La visite d’un descendant de Gustave Eiffel à Nantes est l’occasion de répéter une fois de plus le célèbre lieu commun : « l’Arbre aux Hérons sera à Nantes ce qu’est la Tour Eiffel à Paris ». Mais elle pourrait être l’occasion de faire un pas en avant : construire à Nantes une vraie Tour Eiffel.
Grand émoi nantais ces jours-ci : Philippe Coupérie-Eiffel (ci-dessous PCE), LE descendant de Gustave Eiffel, est venu à Nantes dire tout le bien qu’il pense des Machines de l’île et de l’Arbre aux Hérons. Comme souvent quand il s’agit des Machines, un brin d’exagération s’est glissé dans le storytelling. PCE doit la moitié de son nom à Gustave Eiffel, mais seulement un seizième de son patrimoine génétique. Eiffel n’est pas le nom de sa mère, ni même de sa grand-mère : c’est le nom de jeune fille de son arrière-grand-mère, l’une des cinq enfants de Gustave Eiffel. Et les descendants du grand Eiffel se comptent par dizaines.

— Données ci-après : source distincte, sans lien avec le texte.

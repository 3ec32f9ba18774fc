use url::Url;

pub fn escape_html(text: &str) -> String {
    let mut escaped = String::with_capacity(text.len());
    for ch in text.chars() {
        match ch {
            '&' => escaped.push_str("&amp;"),
            '<' => escaped.push_str("&lt;"),
            '>' => escaped.push_str("&gt;"),
            '"' => escaped.push_str("&quot;"),
            '\'' => escaped.push_str("&#39;"),
            _ => escaped.push(ch),
        }
    }
    escaped
}

/// `Work Experience` -> `work-experience`
pub fn slugify(text: &str) -> String {
    let mut slug = String::with_capacity(text.len());
    for ch in text.chars() {
        if ch.is_ascii_alphanumeric() {
            slug.push(ch.to_ascii_lowercase());
        } else if !slug.is_empty() && !slug.ends_with('-') {
            slug.push('-');
        }
    }
    while slug.ends_with('-') {
        slug.pop();
    }
    slug
}

/// Prefixes site-relative URLs with the build's base path.
#[derive(Debug, Clone, Copy)]
pub struct AssetResolver<'a> {
    prefix: &'a str,
}

impl<'a> AssetResolver<'a> {
    pub fn new(prefix: &'a str) -> Self {
        Self { prefix }
    }

    pub fn resolve(&self, src: &str) -> String {
        // 帶 scheme 的網址 (https:, data:, mailto:) 原樣輸出
        if Url::parse(src).is_ok() || src.starts_with("//") {
            return src.to_string();
        }

        if src.starts_with('/') && !self.prefix.is_empty() {
            format!("{}{}", self.prefix, src)
        } else {
            src.to_string()
        }
    }

    pub fn resolve_attr(&self, src: &str) -> String {
        escape_html(&self.resolve(src))
    }
}

pub fn img_tag(resolver: &AssetResolver<'_>, src: &str, alt: &str, size: u32, class: &str) -> String {
    let class_attr = if class.is_empty() {
        String::new()
    } else {
        format!(" class=\"{}\"", class)
    };
    format!(
        "<img src=\"{}\" alt=\"{}\" width=\"{size}\" height=\"{size}\"{class_attr} loading=\"lazy\">",
        resolver.resolve_attr(src),
        escape_html(alt)
    )
}

#[cfg(test)]
mod tests {
    use super::*;

    #[test]
    fn test_escape_html() {
        assert_eq!(
            escape_html("<script>alert(\"x\" & 'y')</script>"),
            "&lt;script&gt;alert(&quot;x&quot; &amp; &#39;y&#39;)&lt;/script&gt;"
        );
        assert_eq!(escape_html("plain"), "plain");
    }

    #[test]
    fn test_slugify() {
        assert_eq!(slugify("Work Experience"), "work-experience");
        assert_eq!(slugify("  C++ & Rust!  "), "c-rust");
        assert_eq!(slugify(""), "");
    }

    #[test]
    fn test_resolver_prefixes_site_relative() {
        let resolver = AssetResolver::new("/p7");
        assert_eq!(resolver.resolve("/logos/rust.svg"), "/p7/logos/rust.svg");
        assert_eq!(resolver.resolve("logos/rust.svg"), "logos/rust.svg");
        assert_eq!(resolver.resolve("//cdn.test/a.png"), "//cdn.test/a.png");
        assert_eq!(
            resolver.resolve("https://cdn.test/a.png"),
            "https://cdn.test/a.png"
        );
        assert_eq!(
            resolver.resolve("data:image/svg+xml;base64,AAAA"),
            "data:image/svg+xml;base64,AAAA"
        );
        assert_eq!(resolver.resolve("mailto:me@test.dev"), "mailto:me@test.dev");
    }

    #[test]
    fn test_resolver_without_prefix() {
        let resolver = AssetResolver::new("");
        assert_eq!(resolver.resolve("/logos/rust.svg"), "/logos/rust.svg");
    }

    #[test]
    fn test_img_tag_escapes() {
        let resolver = AssetResolver::new("");
        let tag = img_tag(&resolver, "/a.svg", "C\"++", 32, "icon");
        assert!(tag.contains("alt=\"C&quot;++\""));
        assert!(tag.contains("width=\"32\" height=\"32\""));
    }
}
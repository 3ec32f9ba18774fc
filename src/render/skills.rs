//! Skills section: ring stage for wide viewports, icon grid for compact ones.

use crate::domain::model::{IconSkill, Ring, SkillsView, ViewMode};
use crate::render::html::{escape_html, img_tag, AssetResolver};

const COMPACT_ICON_SIZE: u32 = 32;
const REMAINING_ICON_SIZE: u32 = 40;

fn skill_tile(resolver: &AssetResolver<'_>, skill: &IconSkill, size: u32) -> String {
    format!(
        "<div class=\"skill-tile\">{}<span class=\"skill-name\">{}</span></div>",
        img_tag(resolver, &skill.logo, &skill.name, size, ""),
        escape_html(&skill.name)
    )
}

fn render_ring(resolver: &AssetResolver<'_>, ring: &Ring, mode: ViewMode) -> String {
    let radius = ring.radius.pick(mode);
    let icon_size = ring.icon_size.pick(mode);
    let class = if ring.reverse {
        "orbit orbit--reverse"
    } else {
        "orbit"
    };

    let mut html = format!(
        "<div class=\"{class}\" style=\"--radius:{radius}px;--duration:{}s;--icon-size:{icon_size}px\">\
<div class=\"orbit-path\"></div>",
        ring.rotation_period_secs
    );

    let count = ring.members.len();
    for (index, skill) in ring.members.iter().enumerate() {
        let angle = 360.0 * index as f64 / count as f64;
        html.push_str(&format!(
            "<div class=\"orbit-icon\" style=\"--angle:{angle:.2}deg\" title=\"{}\">{}</div>",
            escape_html(&skill.name),
            img_tag(resolver, &skill.logo, &skill.name, icon_size, "")
        ));
    }

    html.push_str("</div>");
    html
}

/// 窄版：所有有圖示的技能排成三欄網格
pub fn render_compact_path(resolver: &AssetResolver<'_>, skills: &SkillsView) -> String {
    if skills.with_logos.is_empty() {
        return String::new();
    }

    let mut html = String::from("<div class=\"view-compact\"><div class=\"skill-grid skill-grid--compact\">");
    for skill in &skills.with_logos {
        html.push_str(&skill_tile(resolver, skill, COMPACT_ICON_SIZE));
    }
    html.push_str("</div></div>");
    html
}

/// 寬版：軌道圈，加上超出上限的技能網格
pub fn render_wide_path(resolver: &AssetResolver<'_>, skills: &SkillsView, mode: ViewMode) -> String {
    let ring_set = &skills.ring_set;
    let has_orbiting = ring_set.orbiting_len() > 0;
    let has_remaining = !ring_set.remaining.is_empty();
    if !has_orbiting && !has_remaining {
        return String::new();
    }

    let mut html = String::from("<div class=\"view-wide\">");

    if has_orbiting {
        html.push_str("<div class=\"orbit-stage\">");
        for ring in &ring_set.rings {
            html.push_str(&render_ring(resolver, ring, mode));
        }
        html.push_str("</div>");
    }

    if has_remaining {
        html.push_str(
            "<div class=\"skills-extra\"><h3>Additional Technologies</h3>\
<div class=\"skill-grid skill-grid--remaining\">",
        );
        for skill in &ring_set.remaining {
            html.push_str(&skill_tile(resolver, skill, REMAINING_ICON_SIZE));
        }
        html.push_str("</div></div>");
    }

    html.push_str("</div>");
    html
}

fn render_other(skills: &SkillsView) -> String {
    if skills.without_logos.is_empty() {
        return String::new();
    }

    let mut html =
        String::from("<div class=\"skills-extra\"><h3>Other Technologies</h3><div class=\"skill-pills\">");
    for skill in &skills.without_logos {
        html.push_str(&format!(
            "<span class=\"skill-pill\">{}</span>",
            escape_html(&skill.name)
        ));
    }
    html.push_str("</div></div>");
    html
}

/// `mode` 為 `None` 時兩條版面都輸出，由 `compact` class 切換
pub fn render_skills(
    resolver: &AssetResolver<'_>,
    skills: &SkillsView,
    mode: Option<ViewMode>,
) -> String {
    let mut html = String::from(
        "<section id=\"skills\" class=\"skills\"><div class=\"section-heading\"><h2>Technical Skills</h2></div>",
    );

    match mode {
        Some(ViewMode::Compact) => html.push_str(&render_compact_path(resolver, skills)),
        Some(ViewMode::Wide) => html.push_str(&render_wide_path(resolver, skills, ViewMode::Wide)),
        None => {
            html.push_str(&render_compact_path(resolver, skills));
            html.push_str(&render_wide_path(resolver, skills, ViewMode::Wide));
        }
    }

    html.push_str(&render_other(skills));
    html.push_str("</section>");
    html
}

#[cfg(test)]
mod tests {
    use super::*;
    use crate::core::rings::compute_default_rings;
    use crate::domain::model::Skill;

    fn view(with_logos: usize, without_logos: usize) -> SkillsView {
        let with_logos: Vec<IconSkill> = (0..with_logos)
            .map(|i| IconSkill::new(format!("tech-{}", i), format!("/logos/{}.svg", i)))
            .collect();
        let without_logos = (0..without_logos)
            .map(|i| Skill {
                name: format!("plain-{}", i),
                logo: None,
            })
            .collect();
        SkillsView {
            ring_set: compute_default_rings(&with_logos),
            with_logos,
            without_logos,
        }
    }

    #[test]
    fn test_compact_mode_renders_grid_only() {
        let resolver = AssetResolver::new("");
        let html = render_skills(&resolver, &view(10, 0), Some(ViewMode::Compact));
        assert!(html.contains("skill-grid--compact"));
        assert!(!html.contains("orbit-stage"));
        assert_eq!(html.matches("width=\"32\"").count(), 10);
    }

    #[test]
    fn test_wide_mode_renders_rings() {
        let resolver = AssetResolver::new("");
        let html = render_skills(&resolver, &view(10, 0), Some(ViewMode::Wide));
        assert!(html.contains("orbit-stage"));
        assert!(!html.contains("skill-grid--compact"));
        assert_eq!(html.matches("class=\"orbit\"").count(), 1);
        assert_eq!(html.matches("class=\"orbit orbit--reverse\"").count(), 1);
        assert!(html.contains("--radius:220px;--duration:20s;--icon-size:40px"));
        assert!(html.contains("class=\"orbit orbit--reverse\""));
        assert!(!html.contains("Additional Technologies"));
    }

    #[test]
    fn test_remaining_grid_only_in_wide_mode() {
        let resolver = AssetResolver::new("");
        let skills = view(40, 0);
        let wide = render_skills(&resolver, &skills, Some(ViewMode::Wide));
        assert!(wide.contains("Additional Technologies"));
        assert_eq!(wide.matches("skill-tile").count(), 4);

        let compact = render_skills(&resolver, &skills, Some(ViewMode::Compact));
        assert!(!compact.contains("Additional Technologies"));
        assert_eq!(compact.matches("skill-tile").count(), 40);
    }

    #[test]
    fn test_other_technologies_in_every_mode() {
        let resolver = AssetResolver::new("");
        let skills = view(3, 2);
        for mode in [Some(ViewMode::Compact), Some(ViewMode::Wide), None] {
            let html = render_skills(&resolver, &skills, mode);
            assert!(html.contains("Other Technologies"));
            assert!(html.contains("<span class=\"skill-pill\">plain-1</span>"));
        }
    }

    #[test]
    fn test_responsive_renders_both_paths() {
        let resolver = AssetResolver::new("");
        let html = render_skills(&resolver, &view(5, 0), None);
        assert!(html.contains("view-compact"));
        assert!(html.contains("view-wide"));
    }

    #[test]
    fn test_empty_skills_keeps_heading() {
        let resolver = AssetResolver::new("");
        let html = render_skills(&resolver, &view(0, 0), None);
        assert!(html.contains("<h2>Technical Skills</h2>"));
        assert!(!html.contains("<div class=\"view-wide\">"));
        assert!(!html.contains("Other Technologies"));
    }

    #[test]
    fn test_compact_ring_values_use_mobile_alternative() {
        let resolver = AssetResolver::new("");
        let skills = view(4, 0);
        let html = render_ring(&resolver, &skills.ring_set.rings[0], ViewMode::Compact);
        assert!(html.contains("--radius:120px"));
        assert!(html.contains("--icon-size:32px"));
    }
}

Aucun ne s’appelle Eiffel de naissance : le nom s’est éteint il y a un demi-siècle faute de descendant mâle. Certaines branches ont relevé le nom, d’autres pas. PCE a lui-même obtenu ce droit par un décret de 1994, bien après de lointains cousins. Complication supplémentaire, il y a deux branches Coupérie-Eiffel : des cousines au quatrième degré, toutes deux arrière-petites filles de Gustave Eiffel ont épousé deux frères Coupérie. Pour être complet, il faut rappeler que le nom Eiffel lui-même est un nom d’emprunt : Gustave a préféré ce toponyme à son patronyme de naissance, Bonickhausen.
La famille a créé une Association des descendants de Gustave Eiffel (ADGE). PCE fait bande à part en créant une Association des amis de Gustave Eiffel. Il faut dire que le nom Eiffel « vaut des millions », ce qui suscite des vocations. PCE a fait interdire au groupe Eiffage d’utiliser le nom Eiffel pour l’une de ses filiales, descendante de la société Eiffel originelle, mais lui-même s’est empressé de déposer la marque Eiffel pour toutes sortes de produits (la base marques de l’INPI recense pas moins de 148 inscriptions sous ce nom). L’ADGE s’est alors insurgée et a obtenu en justice, voici trois ans, la radiation des marques du cousin Philippe ! Ambiance…
D’autres raisons de visiter Nantes
« Je pense que mon ancêtre aurait été intéressé par le parc des machines parce qu’il s’intéressait à toutes les innovations », assure PCE à Nantes. Mais il ne précise pas quelles « innovations » il y a dans les Machines. Fan’ de sciences, Gustave Eiffel avait tenu à inscrire sur un bandeau ceinturant le premier étage de sa Tour les noms de soixante-douze Français illustres. Tous des savants : aucun artiste, aucun saltimbanque. Ceux qui jurent que l’Arbre aux Hérons est une œuvre d’art sont à côté de la plaque.
PCE n’a visité Nantes qu’au nom d’Eiffel. Il pourrait pourtant alléguer un lien plus direct avec la ville : il descend aussi de Joseph Fouché, natif du Pellerin et ministre de la police de Napoléon, ainsi que de Joseph Fouché père, capitaine d’un navire négrier et propriétaire d’esclaves à Saint-Domingue. Cette évocation ne lui aurait peut-être pas valu une réception aussi enthousiaste.
On imagine que le visiteur a profité de son séjour nantais pour évoquer avec ses hôtes son nouveau et grandiose projet. Il préside une société de droit états-unien, créée en décembre dernier, Eiffel International Corporation qui vise à bâtir… dix Tour Eiffel flambant neuves dans des villes du monde entier. Ça a l’air d’un gag ? Ça n’en est pas un. Cette société au capital de 1 milliard de dollars compte s’introduire en Bourse pour lever 20 milliards de dollars (17,8 milliards d’euros) afin de construire les tours, environnées d’immeubles de luxe. Quatre projets seraient déjà signés en Amérique, en Asie et au Moyen-Orient. Le pilier de l’affaire est une vedette de la finance internationale, l’avocat suisse Marc Deschenaux.
Et Nantes se déchire pour un Arbre aux Hérons à 52,4 millions d’euros, soit même pas 0,3 % de la somme visée par Eiffel International Corporation ? On aurait aussi vite fait de lui vendre la carrière de Miséry, à charge pour elle de nous bâtir une vraie Tour Eiffel grandeur nature. Le Bas-Chantenay s’en trouverait élevé subitement.